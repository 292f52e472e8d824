//! Confirmation & timeout engine.
//!
//! The engine runs **every loop iteration** after the operator command
//! and the feedback read.  It owns no actuator state; it advances the
//! records in the [`ActuatorRegistry`] it is handed.
//!
//! ## Reconciliation (once per decoded sample)
//!
//! For every feedback-timed actuator:
//!
//! 1. Bit set → the sensor is authoritative: clear any pending wait
//!    (reporting a confirmation if there was one) and show the energized
//!    state.
//! 2. Bit clear and the line is commanded off → show the de-energized
//!    state and clear any wait.
//! 3. Bit clear and the line is commanded on → keep waiting.
//!
//! ## Timeout recovery (every tick)
//!
//! 1. A pending command older than `command_timeout_ms` is reported.
//! 2. The line is written inactive, the actuator shows its resting
//!    state and a status report is forced.
//! 3. The whole loop blocks for `retry_delay_ms`.
//! 4. The original command is written again and the wait re-armed with
//!    a fresh timer, then a second status report is forced.
//!
//! Retries are unbounded unless `max_retries` is configured.

use log::{debug, info, warn};

use crate::app::events::{AppEvent, StatusReport};
use crate::app::ports::{Clock, EventSink, OutputPort, StatusReporter};
use crate::config::SystemConfig;
use crate::feedback::FeedbackSample;
use crate::fsm::registry::{ActuatorRegistry, PendingCommand};
use crate::fsm::states::LogicalState;
use crate::fsm::ActuatorId;

/// Outcome of reconciling one feedback sample.
#[derive(Debug, Clone, Default, PartialEq, Eq)]
pub struct Reconciliation {
    /// At least one logical state differs from before the sample.
    pub changed: bool,
    /// Actuators whose pending command this sample confirmed.
    pub confirmed: heapless::Vec<ActuatorId, { ActuatorId::COUNT }>,
}

/// Confirmation & timeout engine.
#[derive(Debug, Clone)]
pub struct ConfirmationEngine {
    timeout_ms: u64,
    retry_delay_ms: u64,
    max_retries: Option<u32>,
    tool_changer_follows_feedback: bool,
}

impl ConfirmationEngine {
    pub fn new(config: &SystemConfig) -> Self {
        Self {
            timeout_ms: config.command_timeout_ms,
            retry_delay_ms: config.retry_delay_ms,
            max_retries: config.max_retries,
            tool_changer_follows_feedback: config.tool_changer_follows_feedback,
        }
    }

    pub fn timeout_ms(&self) -> u64 {
        self.timeout_ms
    }

    pub fn retry_delay_ms(&self) -> u64 {
        self.retry_delay_ms
    }

    // ── Reconciliation ────────────────────────────────────────────

    /// Apply one decoded sample to the registry.
    pub fn reconcile(
        &self,
        registry: &mut ActuatorRegistry,
        sample: &FeedbackSample,
    ) -> Reconciliation {
        let before = registry.snapshot();
        let mut confirmed = heapless::Vec::new();

        for id in ActuatorId::ALL {
            let bit = sample.is_confirmed(id);
            let act = registry.get_mut(id);

            if !id.is_feedback_timed() {
                if self.tool_changer_follows_feedback {
                    act.set_state(LogicalState::for_level(id, bit));
                }
                continue;
            }

            if bit {
                if act.is_pending() {
                    info!("{}: sensor confirmed actuation", id);
                    let _ = confirmed.push(id);
                }
                act.settle(true);
            } else if !act.commanded_level() {
                act.settle(false);
            }
            // Bit clear with the line commanded on: still waiting.
        }

        let changed = registry.snapshot() != before;
        if changed {
            debug!("feedback 0x{:02x} changed state", sample.raw());
        }
        Reconciliation { changed, confirmed }
    }

    // ── Timeout recovery ─────────────────────────────────────────

    /// Actuators whose pending command is older than the timeout.
    pub fn expired(
        &self,
        registry: &ActuatorRegistry,
        now_ms: u64,
    ) -> heapless::Vec<ActuatorId, { ActuatorId::COUNT }> {
        let mut out = heapless::Vec::new();
        for act in registry.iter() {
            if act.pending().is_some_and(|p| self.has_expired(&p, now_ms)) {
                let _ = out.push(act.id());
            }
        }
        out
    }

    fn has_expired(&self, pending: &PendingCommand, now_ms: u64) -> bool {
        now_ms.saturating_sub(pending.since_ms) >= self.timeout_ms
    }

    /// Reset and resend every timed-out command.
    ///
    /// Blocks for `retry_delay_ms` per timed-out actuator.  Time is
    /// re-read for each actuator, so a stall spent on one counts toward
    /// the others.  Returns the number of timeouts handled.
    pub fn service_timeouts(
        &self,
        registry: &mut ActuatorRegistry,
        hw: &mut impl OutputPort,
        clock: &mut impl Clock,
        console: &mut (impl StatusReporter + EventSink),
    ) -> usize {
        let mut handled = 0;

        for id in ActuatorId::ALL {
            let now = clock.now_ms();
            let Some(pending) = registry.get(id).pending() else {
                continue;
            };
            if !self.has_expired(&pending, now) {
                continue;
            }
            let waited_ms = now.saturating_sub(pending.since_ms);
            handled += 1;

            warn!(
                "TIMEOUT: {} did not respond after {} ms (attempt {})",
                id, waited_ms, pending.attempt
            );
            console.emit(&AppEvent::TimedOut {
                id,
                attempt: pending.attempt,
                waited_ms,
            });

            // Safety reset.
            let line = registry.get(id).output_line();
            drive_line(hw, id, line, false, console);
            let act = registry.get_mut(id);
            act.set_commanded_level(false);
            act.settle(false);
            console.render(&StatusReport::capture(registry, clock.now_ms()));

            clock.sleep_ms(self.retry_delay_ms);
            let now = clock.now_ms();

            if self.max_retries.is_some_and(|max| pending.attempt > max) {
                warn!("{}: giving up after {} attempts", id, pending.attempt);
                console.emit(&AppEvent::RetriesExhausted {
                    id,
                    attempts: pending.attempt,
                });
            } else {
                let attempt = pending.attempt.saturating_add(1);
                info!("Resending command to {} (attempt {})", id, attempt);
                console.emit(&AppEvent::Resent { id, attempt });
                drive_line(hw, id, line, true, console);
                let act = registry.get_mut(id);
                act.set_commanded_level(true);
                act.arm(now, attempt);
            }

            console.render(&StatusReport::capture(registry, now));
        }

        handled
    }
}

/// Write one output line, reporting (not propagating) a failure.
///
/// Returns `true` if the port accepted the write.
pub(crate) fn drive_line(
    hw: &mut impl OutputPort,
    id: ActuatorId,
    line: u32,
    active: bool,
    sink: &mut impl EventSink,
) -> bool {
    debug!("GPIO line {} <- {}", line, u8::from(active));
    match hw.set_line(line, active) {
        Ok(()) => true,
        Err(error) => {
            warn!("{}: write to line {} failed: {}", id, line, error);
            sink.emit(&AppEvent::OutputWriteFailed { id, line, error });
            false
        }
    }
}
┄┄┄┄┄┄┄┄┄┄
> Directions: Copy every line of the listing containing the string "attempt".

> Answer box:
                "TIMEOUT: {} did not respond after {} ms (attempt {})",
                id, waited_ms, pending.attempt
                attempt: pending.attempt,
            if self.max_retries.is_some_and(|max| pending.attempt > max) {
                warn!("{}: giving up after {} attempts", id, pending.attempt);
                    attempts: pending.attempt,
                let attempt = pending.attempt.saturating_add(1);
                info!("Resending command to {} (attempt {})", id, attempt);
                console.emit(&AppEvent::Resent { id, attempt });
                act.arm(now, attempt);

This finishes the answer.